[Stored data]
• • • • •

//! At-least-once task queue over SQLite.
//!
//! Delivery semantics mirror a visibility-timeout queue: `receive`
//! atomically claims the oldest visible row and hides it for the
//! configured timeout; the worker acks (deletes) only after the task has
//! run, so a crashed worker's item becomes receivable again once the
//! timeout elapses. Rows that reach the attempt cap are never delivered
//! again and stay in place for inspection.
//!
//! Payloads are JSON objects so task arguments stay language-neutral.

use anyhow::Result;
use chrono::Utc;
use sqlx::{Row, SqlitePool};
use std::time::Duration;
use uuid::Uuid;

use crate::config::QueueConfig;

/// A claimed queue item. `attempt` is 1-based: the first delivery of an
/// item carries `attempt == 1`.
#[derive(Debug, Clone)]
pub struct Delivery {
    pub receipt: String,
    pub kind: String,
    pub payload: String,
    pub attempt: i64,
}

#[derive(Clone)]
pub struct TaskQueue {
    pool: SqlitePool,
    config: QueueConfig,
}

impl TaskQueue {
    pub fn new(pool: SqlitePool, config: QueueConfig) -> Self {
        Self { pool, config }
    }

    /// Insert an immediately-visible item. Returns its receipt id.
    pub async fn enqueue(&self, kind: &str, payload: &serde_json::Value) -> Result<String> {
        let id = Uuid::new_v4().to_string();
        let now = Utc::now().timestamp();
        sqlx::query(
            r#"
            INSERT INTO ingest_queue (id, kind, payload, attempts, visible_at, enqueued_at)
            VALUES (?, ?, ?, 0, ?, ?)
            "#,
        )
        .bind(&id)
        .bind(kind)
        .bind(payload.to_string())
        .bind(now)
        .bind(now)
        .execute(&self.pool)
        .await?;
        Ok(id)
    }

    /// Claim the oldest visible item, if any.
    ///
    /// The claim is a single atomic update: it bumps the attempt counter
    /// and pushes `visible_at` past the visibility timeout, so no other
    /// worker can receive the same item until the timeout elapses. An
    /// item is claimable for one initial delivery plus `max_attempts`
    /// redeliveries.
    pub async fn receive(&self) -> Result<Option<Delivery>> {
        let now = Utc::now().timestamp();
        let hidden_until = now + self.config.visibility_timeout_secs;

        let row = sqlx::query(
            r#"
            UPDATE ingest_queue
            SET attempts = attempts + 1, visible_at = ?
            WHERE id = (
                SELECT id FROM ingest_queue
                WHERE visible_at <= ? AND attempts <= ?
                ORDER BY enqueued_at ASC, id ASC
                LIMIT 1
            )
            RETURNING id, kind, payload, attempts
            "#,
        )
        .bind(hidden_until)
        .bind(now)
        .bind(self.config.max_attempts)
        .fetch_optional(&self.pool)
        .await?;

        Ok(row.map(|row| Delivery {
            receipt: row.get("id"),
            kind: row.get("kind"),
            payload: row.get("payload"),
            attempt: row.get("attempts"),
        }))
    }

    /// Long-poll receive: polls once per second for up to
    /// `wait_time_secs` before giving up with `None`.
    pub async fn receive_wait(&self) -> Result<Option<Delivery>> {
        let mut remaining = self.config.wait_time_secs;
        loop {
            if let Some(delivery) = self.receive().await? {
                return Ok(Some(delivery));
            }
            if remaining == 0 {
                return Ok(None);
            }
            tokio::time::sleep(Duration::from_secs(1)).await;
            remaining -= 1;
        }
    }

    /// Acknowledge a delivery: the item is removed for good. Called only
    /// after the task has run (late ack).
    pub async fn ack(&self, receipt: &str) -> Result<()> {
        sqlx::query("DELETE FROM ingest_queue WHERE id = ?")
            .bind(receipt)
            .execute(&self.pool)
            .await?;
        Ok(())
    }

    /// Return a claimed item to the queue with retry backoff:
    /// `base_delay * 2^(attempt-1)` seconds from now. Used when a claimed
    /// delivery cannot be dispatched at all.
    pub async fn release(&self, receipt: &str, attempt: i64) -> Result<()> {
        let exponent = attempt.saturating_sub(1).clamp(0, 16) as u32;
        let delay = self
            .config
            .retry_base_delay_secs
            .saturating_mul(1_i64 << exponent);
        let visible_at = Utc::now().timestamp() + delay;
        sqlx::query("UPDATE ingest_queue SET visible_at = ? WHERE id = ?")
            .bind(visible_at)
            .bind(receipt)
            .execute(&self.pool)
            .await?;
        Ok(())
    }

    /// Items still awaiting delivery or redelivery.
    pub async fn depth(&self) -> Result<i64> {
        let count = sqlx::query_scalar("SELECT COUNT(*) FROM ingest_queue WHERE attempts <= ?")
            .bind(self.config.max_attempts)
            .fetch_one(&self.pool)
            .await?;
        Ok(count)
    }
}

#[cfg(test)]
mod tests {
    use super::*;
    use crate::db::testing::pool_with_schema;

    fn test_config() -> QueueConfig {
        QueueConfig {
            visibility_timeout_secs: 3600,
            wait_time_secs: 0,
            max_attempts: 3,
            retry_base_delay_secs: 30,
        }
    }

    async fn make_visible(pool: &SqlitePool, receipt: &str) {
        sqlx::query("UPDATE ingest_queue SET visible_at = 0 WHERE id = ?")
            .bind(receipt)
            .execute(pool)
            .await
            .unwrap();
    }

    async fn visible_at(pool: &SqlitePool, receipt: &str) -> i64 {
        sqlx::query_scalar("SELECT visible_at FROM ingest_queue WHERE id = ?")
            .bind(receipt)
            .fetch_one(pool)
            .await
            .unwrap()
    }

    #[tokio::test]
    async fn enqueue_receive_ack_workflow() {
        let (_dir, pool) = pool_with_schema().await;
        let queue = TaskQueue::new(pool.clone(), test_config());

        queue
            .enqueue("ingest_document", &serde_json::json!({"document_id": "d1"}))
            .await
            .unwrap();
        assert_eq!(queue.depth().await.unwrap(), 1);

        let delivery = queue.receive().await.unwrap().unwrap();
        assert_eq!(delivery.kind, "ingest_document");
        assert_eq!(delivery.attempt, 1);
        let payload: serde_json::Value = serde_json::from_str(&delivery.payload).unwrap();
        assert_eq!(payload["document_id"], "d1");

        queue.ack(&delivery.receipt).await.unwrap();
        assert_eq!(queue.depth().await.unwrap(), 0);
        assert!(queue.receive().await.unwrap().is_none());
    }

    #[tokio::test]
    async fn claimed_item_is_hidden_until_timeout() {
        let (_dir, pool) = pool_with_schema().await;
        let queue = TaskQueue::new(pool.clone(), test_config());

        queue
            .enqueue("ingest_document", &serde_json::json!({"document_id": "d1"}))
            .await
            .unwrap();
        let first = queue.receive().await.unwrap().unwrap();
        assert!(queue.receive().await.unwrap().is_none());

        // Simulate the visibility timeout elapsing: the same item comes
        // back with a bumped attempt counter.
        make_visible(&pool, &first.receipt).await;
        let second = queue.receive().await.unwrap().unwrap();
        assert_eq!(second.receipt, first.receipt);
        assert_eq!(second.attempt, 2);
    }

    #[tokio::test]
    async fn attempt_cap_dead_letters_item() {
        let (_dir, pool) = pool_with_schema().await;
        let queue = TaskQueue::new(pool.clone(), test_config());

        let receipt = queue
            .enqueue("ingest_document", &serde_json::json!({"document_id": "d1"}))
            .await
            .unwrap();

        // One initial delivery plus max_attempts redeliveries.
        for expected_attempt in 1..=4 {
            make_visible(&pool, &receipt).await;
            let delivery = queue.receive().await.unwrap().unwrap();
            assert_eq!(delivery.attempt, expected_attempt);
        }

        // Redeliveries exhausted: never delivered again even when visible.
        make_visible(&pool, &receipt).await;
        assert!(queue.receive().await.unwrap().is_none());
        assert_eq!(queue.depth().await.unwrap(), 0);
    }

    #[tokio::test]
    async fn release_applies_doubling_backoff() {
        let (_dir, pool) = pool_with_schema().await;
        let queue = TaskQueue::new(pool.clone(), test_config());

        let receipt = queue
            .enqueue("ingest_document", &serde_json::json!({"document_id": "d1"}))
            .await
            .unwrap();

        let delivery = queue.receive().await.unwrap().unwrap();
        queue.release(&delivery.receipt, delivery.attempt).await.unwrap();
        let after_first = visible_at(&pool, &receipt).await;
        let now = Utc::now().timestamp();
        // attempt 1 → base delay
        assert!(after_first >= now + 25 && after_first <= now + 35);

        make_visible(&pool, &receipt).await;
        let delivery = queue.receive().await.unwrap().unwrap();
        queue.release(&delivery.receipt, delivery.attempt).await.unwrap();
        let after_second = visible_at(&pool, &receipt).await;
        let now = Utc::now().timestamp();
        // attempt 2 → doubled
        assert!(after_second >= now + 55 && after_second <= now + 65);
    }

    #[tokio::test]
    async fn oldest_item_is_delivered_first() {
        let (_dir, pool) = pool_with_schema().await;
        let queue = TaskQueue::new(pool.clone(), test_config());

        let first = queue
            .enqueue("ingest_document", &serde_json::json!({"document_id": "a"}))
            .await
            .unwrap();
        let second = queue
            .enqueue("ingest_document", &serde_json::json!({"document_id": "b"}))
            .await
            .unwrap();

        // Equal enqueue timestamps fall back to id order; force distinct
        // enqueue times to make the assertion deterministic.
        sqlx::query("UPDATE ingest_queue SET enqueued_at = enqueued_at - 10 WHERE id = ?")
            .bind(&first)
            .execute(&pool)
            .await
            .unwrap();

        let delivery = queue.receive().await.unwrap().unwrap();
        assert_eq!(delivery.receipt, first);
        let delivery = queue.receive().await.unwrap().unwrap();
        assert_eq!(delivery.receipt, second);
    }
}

• • • • •

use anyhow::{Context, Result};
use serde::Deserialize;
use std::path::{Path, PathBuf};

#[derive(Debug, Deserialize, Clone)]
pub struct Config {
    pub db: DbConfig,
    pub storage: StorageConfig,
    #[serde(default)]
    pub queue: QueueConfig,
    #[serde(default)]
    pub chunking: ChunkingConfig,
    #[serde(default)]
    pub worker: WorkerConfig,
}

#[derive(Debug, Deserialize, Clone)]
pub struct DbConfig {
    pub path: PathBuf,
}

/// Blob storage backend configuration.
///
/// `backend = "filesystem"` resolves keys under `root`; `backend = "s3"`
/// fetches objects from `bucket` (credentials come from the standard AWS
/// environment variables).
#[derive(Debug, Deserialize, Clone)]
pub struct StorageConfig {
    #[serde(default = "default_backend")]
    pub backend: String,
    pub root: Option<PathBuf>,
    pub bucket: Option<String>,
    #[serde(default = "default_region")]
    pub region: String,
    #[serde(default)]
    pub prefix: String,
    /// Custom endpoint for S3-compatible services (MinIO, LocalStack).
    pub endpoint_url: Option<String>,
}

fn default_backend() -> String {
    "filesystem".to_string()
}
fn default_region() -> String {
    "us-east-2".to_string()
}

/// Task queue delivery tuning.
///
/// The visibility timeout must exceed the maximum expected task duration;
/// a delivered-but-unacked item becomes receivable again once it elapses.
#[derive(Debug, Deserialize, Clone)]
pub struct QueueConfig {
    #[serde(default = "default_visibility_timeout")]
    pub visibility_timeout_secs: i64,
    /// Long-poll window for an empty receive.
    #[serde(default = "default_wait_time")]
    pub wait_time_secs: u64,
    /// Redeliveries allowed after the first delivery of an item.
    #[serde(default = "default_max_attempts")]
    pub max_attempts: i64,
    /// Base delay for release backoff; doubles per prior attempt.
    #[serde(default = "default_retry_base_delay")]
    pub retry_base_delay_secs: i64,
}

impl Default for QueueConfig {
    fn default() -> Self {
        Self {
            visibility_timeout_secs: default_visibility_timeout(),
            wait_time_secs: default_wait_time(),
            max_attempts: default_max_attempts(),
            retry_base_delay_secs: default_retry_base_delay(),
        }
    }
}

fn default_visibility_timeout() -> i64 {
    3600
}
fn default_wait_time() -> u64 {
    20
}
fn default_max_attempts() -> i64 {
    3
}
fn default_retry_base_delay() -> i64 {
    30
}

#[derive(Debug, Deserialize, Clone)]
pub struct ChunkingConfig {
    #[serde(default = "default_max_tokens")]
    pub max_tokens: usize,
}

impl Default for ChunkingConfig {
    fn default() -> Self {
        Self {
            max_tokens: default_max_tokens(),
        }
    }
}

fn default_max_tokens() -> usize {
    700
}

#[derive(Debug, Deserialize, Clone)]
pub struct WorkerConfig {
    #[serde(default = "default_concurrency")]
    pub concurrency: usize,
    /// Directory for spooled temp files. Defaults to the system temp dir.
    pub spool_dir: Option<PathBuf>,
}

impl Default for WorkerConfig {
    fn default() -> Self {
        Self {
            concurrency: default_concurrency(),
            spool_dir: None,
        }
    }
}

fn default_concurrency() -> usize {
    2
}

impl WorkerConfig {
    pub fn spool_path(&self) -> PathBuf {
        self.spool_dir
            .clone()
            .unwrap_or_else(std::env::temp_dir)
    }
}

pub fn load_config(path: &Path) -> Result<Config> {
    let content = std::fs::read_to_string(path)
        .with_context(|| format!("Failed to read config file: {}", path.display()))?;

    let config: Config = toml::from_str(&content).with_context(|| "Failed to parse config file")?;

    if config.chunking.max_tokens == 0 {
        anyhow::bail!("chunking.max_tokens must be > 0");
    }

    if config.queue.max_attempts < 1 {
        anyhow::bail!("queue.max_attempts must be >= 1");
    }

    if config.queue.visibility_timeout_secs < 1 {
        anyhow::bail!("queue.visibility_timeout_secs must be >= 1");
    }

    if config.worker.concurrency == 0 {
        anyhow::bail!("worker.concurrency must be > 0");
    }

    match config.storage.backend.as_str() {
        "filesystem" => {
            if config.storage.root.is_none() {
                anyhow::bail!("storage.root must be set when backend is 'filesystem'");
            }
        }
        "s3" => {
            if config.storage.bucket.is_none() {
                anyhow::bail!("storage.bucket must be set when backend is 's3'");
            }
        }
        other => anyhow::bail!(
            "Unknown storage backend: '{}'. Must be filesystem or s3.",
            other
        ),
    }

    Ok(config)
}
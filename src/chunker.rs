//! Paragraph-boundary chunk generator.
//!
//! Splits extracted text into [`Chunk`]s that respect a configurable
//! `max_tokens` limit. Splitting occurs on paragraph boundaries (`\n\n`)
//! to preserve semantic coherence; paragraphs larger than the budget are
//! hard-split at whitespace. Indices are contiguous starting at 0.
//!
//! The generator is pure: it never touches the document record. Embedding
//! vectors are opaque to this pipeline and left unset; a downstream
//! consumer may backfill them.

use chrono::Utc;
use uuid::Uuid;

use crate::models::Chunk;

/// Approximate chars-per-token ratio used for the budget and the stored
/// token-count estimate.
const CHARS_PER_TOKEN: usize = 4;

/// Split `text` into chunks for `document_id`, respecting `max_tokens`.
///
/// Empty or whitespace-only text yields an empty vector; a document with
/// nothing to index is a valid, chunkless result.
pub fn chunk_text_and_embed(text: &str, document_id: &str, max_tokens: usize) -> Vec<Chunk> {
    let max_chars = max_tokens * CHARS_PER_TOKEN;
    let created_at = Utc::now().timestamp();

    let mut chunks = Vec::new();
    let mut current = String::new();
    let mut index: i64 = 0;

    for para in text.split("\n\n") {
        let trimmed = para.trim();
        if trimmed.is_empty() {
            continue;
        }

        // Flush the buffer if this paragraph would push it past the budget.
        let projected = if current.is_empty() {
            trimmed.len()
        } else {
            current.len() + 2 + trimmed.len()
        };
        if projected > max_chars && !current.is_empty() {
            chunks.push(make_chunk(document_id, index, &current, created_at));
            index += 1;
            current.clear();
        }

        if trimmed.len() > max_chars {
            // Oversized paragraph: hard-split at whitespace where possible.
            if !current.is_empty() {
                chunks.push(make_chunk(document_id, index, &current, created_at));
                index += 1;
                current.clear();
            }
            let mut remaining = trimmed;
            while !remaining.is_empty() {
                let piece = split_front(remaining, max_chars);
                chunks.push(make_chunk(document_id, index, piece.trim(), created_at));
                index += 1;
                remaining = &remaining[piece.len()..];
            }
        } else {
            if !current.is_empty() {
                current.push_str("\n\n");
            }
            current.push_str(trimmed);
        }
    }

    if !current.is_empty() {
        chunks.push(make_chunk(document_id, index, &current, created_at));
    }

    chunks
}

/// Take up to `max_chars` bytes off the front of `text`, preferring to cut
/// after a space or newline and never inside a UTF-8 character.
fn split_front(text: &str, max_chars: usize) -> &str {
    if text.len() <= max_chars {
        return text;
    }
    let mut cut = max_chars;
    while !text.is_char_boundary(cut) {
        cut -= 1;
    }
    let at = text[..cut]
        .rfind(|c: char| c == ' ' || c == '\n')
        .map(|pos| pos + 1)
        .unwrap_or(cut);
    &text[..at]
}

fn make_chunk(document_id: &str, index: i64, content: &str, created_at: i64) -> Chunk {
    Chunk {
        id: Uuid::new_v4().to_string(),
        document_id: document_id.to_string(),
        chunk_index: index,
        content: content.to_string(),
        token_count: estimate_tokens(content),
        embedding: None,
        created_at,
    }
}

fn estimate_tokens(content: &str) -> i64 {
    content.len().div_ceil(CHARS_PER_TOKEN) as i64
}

• • • • •

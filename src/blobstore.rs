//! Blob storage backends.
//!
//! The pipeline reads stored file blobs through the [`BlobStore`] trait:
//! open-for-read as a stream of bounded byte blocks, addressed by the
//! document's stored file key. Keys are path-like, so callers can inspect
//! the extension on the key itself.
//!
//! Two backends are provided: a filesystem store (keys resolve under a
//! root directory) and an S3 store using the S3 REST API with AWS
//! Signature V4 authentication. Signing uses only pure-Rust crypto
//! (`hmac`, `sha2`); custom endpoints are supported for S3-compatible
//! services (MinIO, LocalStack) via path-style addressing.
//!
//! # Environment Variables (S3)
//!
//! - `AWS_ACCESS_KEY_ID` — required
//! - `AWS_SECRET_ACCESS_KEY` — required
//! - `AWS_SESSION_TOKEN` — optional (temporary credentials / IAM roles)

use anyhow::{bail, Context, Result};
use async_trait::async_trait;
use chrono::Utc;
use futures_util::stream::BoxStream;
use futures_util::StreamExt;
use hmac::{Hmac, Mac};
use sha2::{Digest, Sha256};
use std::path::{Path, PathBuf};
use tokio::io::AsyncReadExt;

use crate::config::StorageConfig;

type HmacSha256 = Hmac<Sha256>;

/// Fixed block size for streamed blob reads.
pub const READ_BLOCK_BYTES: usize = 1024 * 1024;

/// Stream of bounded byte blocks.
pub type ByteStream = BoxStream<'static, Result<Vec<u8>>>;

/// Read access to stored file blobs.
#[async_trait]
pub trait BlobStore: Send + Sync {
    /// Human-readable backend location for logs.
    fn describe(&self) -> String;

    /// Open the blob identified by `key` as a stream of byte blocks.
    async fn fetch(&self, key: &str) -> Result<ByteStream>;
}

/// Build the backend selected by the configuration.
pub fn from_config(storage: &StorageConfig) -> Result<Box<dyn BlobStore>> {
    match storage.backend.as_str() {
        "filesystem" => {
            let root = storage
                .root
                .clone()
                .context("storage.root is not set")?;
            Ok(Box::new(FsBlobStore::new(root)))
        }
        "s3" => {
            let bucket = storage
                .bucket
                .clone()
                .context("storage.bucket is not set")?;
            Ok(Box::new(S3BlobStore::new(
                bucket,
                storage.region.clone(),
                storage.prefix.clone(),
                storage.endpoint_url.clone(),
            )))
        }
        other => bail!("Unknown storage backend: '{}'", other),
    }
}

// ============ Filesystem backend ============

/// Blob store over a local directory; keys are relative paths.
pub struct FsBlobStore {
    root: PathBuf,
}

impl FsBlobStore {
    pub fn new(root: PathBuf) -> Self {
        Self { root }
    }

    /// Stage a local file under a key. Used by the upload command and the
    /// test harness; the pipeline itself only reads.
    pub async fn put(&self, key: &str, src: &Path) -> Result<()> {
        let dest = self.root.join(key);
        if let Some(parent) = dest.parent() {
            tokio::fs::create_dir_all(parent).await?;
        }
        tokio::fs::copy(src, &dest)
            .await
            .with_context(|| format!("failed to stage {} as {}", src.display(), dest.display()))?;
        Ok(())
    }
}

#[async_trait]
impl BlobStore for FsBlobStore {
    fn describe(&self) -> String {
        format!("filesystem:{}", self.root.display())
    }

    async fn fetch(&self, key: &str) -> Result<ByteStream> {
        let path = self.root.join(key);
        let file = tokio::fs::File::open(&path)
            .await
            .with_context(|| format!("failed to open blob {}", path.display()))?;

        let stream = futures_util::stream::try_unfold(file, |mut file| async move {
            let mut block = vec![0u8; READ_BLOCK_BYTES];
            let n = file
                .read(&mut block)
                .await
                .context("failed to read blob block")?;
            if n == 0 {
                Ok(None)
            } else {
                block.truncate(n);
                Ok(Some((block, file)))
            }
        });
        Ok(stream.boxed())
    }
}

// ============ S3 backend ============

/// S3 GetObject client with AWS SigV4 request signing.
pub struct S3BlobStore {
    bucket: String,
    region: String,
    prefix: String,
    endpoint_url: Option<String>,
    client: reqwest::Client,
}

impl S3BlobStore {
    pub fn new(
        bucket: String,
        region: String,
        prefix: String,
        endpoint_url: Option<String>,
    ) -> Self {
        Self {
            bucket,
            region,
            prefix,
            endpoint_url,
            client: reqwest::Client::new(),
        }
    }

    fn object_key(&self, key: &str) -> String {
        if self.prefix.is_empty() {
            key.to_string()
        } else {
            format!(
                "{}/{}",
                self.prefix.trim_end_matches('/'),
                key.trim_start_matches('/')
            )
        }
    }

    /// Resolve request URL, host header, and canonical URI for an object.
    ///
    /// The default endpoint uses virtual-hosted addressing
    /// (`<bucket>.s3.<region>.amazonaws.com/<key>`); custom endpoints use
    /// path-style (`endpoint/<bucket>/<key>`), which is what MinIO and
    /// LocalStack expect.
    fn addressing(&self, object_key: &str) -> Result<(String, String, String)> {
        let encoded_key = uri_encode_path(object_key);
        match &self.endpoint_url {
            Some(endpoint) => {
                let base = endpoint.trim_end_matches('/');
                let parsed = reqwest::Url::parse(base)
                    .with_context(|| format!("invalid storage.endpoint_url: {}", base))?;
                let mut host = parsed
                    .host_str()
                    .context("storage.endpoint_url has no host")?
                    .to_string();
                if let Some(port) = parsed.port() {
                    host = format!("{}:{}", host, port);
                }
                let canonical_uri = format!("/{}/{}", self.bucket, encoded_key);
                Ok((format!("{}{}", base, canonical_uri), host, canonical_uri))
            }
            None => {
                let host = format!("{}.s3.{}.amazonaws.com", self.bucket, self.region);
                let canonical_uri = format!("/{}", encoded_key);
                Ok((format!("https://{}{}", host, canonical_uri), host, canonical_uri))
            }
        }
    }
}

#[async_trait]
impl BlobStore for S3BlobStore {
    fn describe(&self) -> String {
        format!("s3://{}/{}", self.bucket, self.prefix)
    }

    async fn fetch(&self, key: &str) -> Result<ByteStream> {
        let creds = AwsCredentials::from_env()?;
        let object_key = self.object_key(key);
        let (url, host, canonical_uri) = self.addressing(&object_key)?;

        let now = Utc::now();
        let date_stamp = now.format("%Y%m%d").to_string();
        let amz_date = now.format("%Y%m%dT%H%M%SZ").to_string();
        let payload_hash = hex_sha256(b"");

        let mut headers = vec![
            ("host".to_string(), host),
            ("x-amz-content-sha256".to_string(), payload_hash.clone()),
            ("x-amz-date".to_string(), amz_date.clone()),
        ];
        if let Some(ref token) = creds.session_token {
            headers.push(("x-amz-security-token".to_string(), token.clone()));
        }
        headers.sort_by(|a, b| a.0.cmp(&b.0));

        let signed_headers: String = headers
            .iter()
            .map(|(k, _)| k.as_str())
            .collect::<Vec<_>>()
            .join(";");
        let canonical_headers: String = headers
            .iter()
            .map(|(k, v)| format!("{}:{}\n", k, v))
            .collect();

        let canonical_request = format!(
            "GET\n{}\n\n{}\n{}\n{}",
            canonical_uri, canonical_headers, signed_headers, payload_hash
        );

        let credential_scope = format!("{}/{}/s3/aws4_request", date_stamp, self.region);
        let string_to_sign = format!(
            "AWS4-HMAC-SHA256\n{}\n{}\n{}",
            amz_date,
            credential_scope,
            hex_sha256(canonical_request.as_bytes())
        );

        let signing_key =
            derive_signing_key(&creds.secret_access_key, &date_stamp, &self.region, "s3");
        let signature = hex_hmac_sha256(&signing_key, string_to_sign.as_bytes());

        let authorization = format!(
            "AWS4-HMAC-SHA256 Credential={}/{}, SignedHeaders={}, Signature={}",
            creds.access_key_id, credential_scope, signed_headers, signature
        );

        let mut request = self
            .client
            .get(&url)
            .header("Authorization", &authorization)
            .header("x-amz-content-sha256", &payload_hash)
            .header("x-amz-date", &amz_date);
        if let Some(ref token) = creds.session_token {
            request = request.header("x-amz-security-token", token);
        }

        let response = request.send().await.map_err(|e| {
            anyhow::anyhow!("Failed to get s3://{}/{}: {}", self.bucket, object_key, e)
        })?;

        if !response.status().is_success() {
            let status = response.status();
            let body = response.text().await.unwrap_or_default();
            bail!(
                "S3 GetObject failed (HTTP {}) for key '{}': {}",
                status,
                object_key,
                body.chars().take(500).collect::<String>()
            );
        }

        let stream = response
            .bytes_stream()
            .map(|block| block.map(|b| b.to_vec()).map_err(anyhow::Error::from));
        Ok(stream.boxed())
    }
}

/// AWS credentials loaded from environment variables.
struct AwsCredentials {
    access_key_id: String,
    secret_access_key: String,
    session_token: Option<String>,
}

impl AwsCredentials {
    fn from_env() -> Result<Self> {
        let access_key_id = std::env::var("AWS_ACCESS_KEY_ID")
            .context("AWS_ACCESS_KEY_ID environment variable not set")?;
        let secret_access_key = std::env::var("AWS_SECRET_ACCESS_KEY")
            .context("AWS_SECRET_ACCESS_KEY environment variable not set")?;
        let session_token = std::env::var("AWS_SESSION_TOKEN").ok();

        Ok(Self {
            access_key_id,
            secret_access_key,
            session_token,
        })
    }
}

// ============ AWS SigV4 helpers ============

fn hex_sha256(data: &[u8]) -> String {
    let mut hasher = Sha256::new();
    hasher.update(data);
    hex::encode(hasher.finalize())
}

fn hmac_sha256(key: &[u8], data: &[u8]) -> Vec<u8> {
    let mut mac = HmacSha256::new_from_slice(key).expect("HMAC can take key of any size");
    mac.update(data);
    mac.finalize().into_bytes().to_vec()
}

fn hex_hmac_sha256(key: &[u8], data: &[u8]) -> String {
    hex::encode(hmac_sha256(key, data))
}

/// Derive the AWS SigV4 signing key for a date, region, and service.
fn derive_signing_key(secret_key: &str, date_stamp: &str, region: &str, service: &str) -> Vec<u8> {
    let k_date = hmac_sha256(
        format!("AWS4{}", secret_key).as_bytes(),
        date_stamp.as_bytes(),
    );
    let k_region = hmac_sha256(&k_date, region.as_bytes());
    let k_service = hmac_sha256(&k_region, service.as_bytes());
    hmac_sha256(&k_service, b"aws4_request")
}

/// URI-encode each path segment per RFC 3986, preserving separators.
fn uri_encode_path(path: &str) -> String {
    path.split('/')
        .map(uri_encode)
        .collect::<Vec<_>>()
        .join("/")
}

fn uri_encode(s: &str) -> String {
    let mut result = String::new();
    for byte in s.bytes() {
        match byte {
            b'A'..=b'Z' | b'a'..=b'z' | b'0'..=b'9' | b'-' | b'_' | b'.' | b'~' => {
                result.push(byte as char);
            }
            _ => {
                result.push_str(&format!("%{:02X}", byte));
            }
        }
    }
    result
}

• • • • •

Search the data above for the word "hard" and show every line that has it.

//! hard-split at whitespace. Indices are contiguous starting at 0.
            // Oversized paragraph: hard-split at whitespace where possible.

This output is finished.